“La Provincia de Buenos Aires es la que tiene la responsabilidad de las obras del Río Salado”, dijo ayer la ministra Patricia Bullrich en conferencia de prensa acompañada del jefe de Gabinete, Manuel Adorni.
Sin embargo, la funcionaria nacional omitió señalar que luego de la decisión del Gobierno que conduce Javier Milei de frenar la obra pública, semanas atrás la propia Casa Rosada reactivó las obras en dicha cuenca tras un pedido del campo.
Justamente, antes de esta conferencia de la funcionaria, el Cosejo Asesor del Plan Maestro que conduce el veinticinqueño Alberto Larrañaga se refirió al tema: “Valoramos que el gobierno nacional haya comprendido y asumido el compromiso para con la prosecución de las obras, pero es urgente la inmediata regularización de los trabajos en toda esa etapa paralizada”, dijo el titular del Consejo integrado por Coninagro, Carbap, SRA, FAA y la Unión Industrial (UIA) en declaraciones a Bichos de Campo.
“Hasta ahora se reanudaron los trabajos en el subtramo C del tramo IV.2, por eso decimos que es una reactivación parcial y esperamos que se regularice cuanto antes la situación de los otros dos subtramos, A y B”, indicó el dirigente agropecuario quien agregó que en los próximos días se reunirán con funcionarios de la Nación por esta cuestión urgente.

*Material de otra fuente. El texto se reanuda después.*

//! Modules layer - Infrastructure components for external integrations
//!
//! Contains clients and adapters for the blob store and the email provider.

pub mod notifier;
pub mod storage;
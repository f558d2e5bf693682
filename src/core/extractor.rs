use axum::extract::multipart::{Field, MultipartError};
use axum::extract::{FromRequest, Multipart, Request};
use axum::http::StatusCode;
use std::collections::HashSet;
use tracing::debug;

use crate::core::error::AppError;
use crate::features::daily_reports::dtos::{fields, PhotoUpload, SubmitReportForm};

/// Multipart extractor for the daily report form.
///
/// Reads every part into a [`SubmitReportForm`]. Unknown parts are skipped;
/// for repeated text parts the first value wins, even when it is empty.
/// A body over the route's `DefaultBodyLimit` is rejected with 413.
pub struct ReportForm(pub SubmitReportForm);

impl<S> FromRequest<S> for ReportForm
where
    S: Send + Sync,
{
    type Rejection = AppError;

    async fn from_request(req: Request, state: &S) -> Result<Self, Self::Rejection> {
        let mut multipart = Multipart::from_request(req, state).await.map_err(|e| {
            debug!("Rejected non-multipart body: {}", e);
            AppError::BadRequest(format!("Expected multipart/form-data: {}", e))
        })?;

        let mut form = SubmitReportForm::default();
        let mut seen = HashSet::new();

        while let Some(field) = multipart
            .next_field()
            .await
            .map_err(|e| multipart_error("Failed to read multipart data", e))?
        {
            let field_name = field.name().unwrap_or("").to_string();

            let target = match field_name.as_str() {
                fields::PHOTOS => {
                    form.photos.push(read_photo(field).await?);
                    continue;
                }
                fields::ORG_SLUG => &mut form.org_slug,
                fields::CREW_NAME => &mut form.crew_name,
                fields::SITE_NUMBER => &mut form.site_number,
                fields::SUMMARY => &mut form.summary,
                fields::FINISHED_PLAN => &mut form.finished_plan,
                fields::NOT_FINISHED_WHY => &mut form.not_finished_why,
                fields::CATCHUP_PLAN => &mut form.catchup_plan,
                fields::SITE_LEFT_CLEAN => &mut form.site_left_clean,
                fields::SITE_LEFT_CLEAN_NOTES => &mut form.site_left_clean_notes,
                _ => {
                    debug!("Ignoring unknown field: {}", field_name);
                    continue;
                }
            };

            let text = field
                .text()
                .await
                .map_err(|e| multipart_error(&format!("Failed to read {} field", field_name), e))?;
            if seen.insert(field_name) {
                *target = text;
            }
        }

        Ok(ReportForm(form))
    }
}

async fn read_photo(field: Field<'_>) -> Result<PhotoUpload, AppError> {
    let file_name = field.file_name().map(|s| s.to_string());
    let content_type = field.content_type().map(|s| s.to_string());

    let data = field
        .bytes()
        .await
        .map_err(|e| multipart_error("Failed to read photo data", e))?;

    Ok(PhotoUpload {
        file_name,
        content_type,
        data: data.to_vec(),
    })
}

fn multipart_error(context: &str, e: MultipartError) -> AppError {
    debug!("{}: {}", context, e);
    if e.status() == StatusCode::PAYLOAD_TOO_LARGE {
        return AppError::PayloadTooLarge("Request body too large".to_string());
    }
    AppError::BadRequest(format!("{}: {}", context, e))
}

Desde hace unas semanas, y por ahora con un par de dragas, la actividad volvió parcialmente al paralizado de solo 32 km, entre la ruta 205 y el puente de Ernestina-Elvira, entre los partidos de 25 de Mayo, Roque Pérez y Lobos. La etapa comprende los subtramos A, B y C, de aproximadamente 10 km cada uno.
“Nuestro reclamo es por la puesta en marcha simultánea de las obras en los tres subtramos, y el gobierno debe y puede hacerlo de inmediato, porque tiene los recursos afectados del Fondo Hídrico, que se retroalimenta y según nuestras estimaciones, ya acumula unos 190 mil millones de pesos. Así que con menos del 20% de esa cifra les sobra para regularizar la situación”, afirmó Larrañaga.
El titular del Consejo agregó que “ya explicamos hasta el cansancio que el Plan Maestro es una obra federal, que desde su inicio requirió del esfuerzo y compromiso conjunto de la Provincia y de la Nación, que cuenta con los recursos del Fondo Hídrico como soporte”.
Volviendo a los dichos de la ministra nacional, el titular de la cartera de Infraestructura y Servicios Públicos bonaerense, Gabriel Katopodis, escribió en su cuenta de X: “LA VERDAD SOBRE LA OBRA DEL RÍO SALADO 👇🏻”.
Y detalló: “El Plan Maestro Integral de la Cuenca del río Salado es una política de Estado que, desde 1997, se desarrolla conjuntamente entre el Gobierno Nacional y la Provincia de Buenos Aires. Cada jurisdicción ejecutó obras de manera ininterrumpida hasta diciembre de 2023. A partir de ese momento, la Nación paralizó los trabajos correspondientes a la etapa 2 del tramo 4, como ocurrió con 2.308 obras públicas en todo el país”.
En tanto, recordó: “La interrupción de esa fase, que contaba con un alto grado de avance y con la inversión asegurada (Fondo Hídrico que no ejecutan), trabó las gestiones para obtener el financiamiento internacional del tramo 5, que estará a cargo de la Provincia”.
Además, sostuvo: “La paralización de los trabajos ya lleva casi dos años. De haberse mantenido el ritmo de ejecución previo, la obra del tramo 4 podría haberse finalizado durante 2024”.
“El financiamiento para el tramo 5 (a cargo de la PBA) proviene de fondos internacionales y el banco interviniente no dispondrá de los mismos si no se completa la obra pendiente del tramo 4 (en manos del Gobierno Nacional)”, insistió.
“El Plan Maestro Integral contempla una extensión total de 531 kilómetros, de los cuales 402 km ya fueron finalizados, 33 km permanecen paralizados por la Nación y 95 km corresponden al tramo 5, a ejecutar por la Provincia”, explicó Katopodis y resaltó: “El dragado del río y las intervenciones ya concluidas han demostrado su eficacia, como se refleja en la situación actual de los municipios comprendidos en los tramos 1, 2 y 3”.
Para cerrar, enfatizó: “Lo dijimos y lo sostenemos: la inversión en infraestructura es fundamental para que la Argentina pueda crecer produciendo más y con más calidad de vida para los ciudadanos. En situaciones como esta es cuando se demuestra el verdadero valor de la obra pública y el trabajo mancomunado de diferentes áreas del Estado”.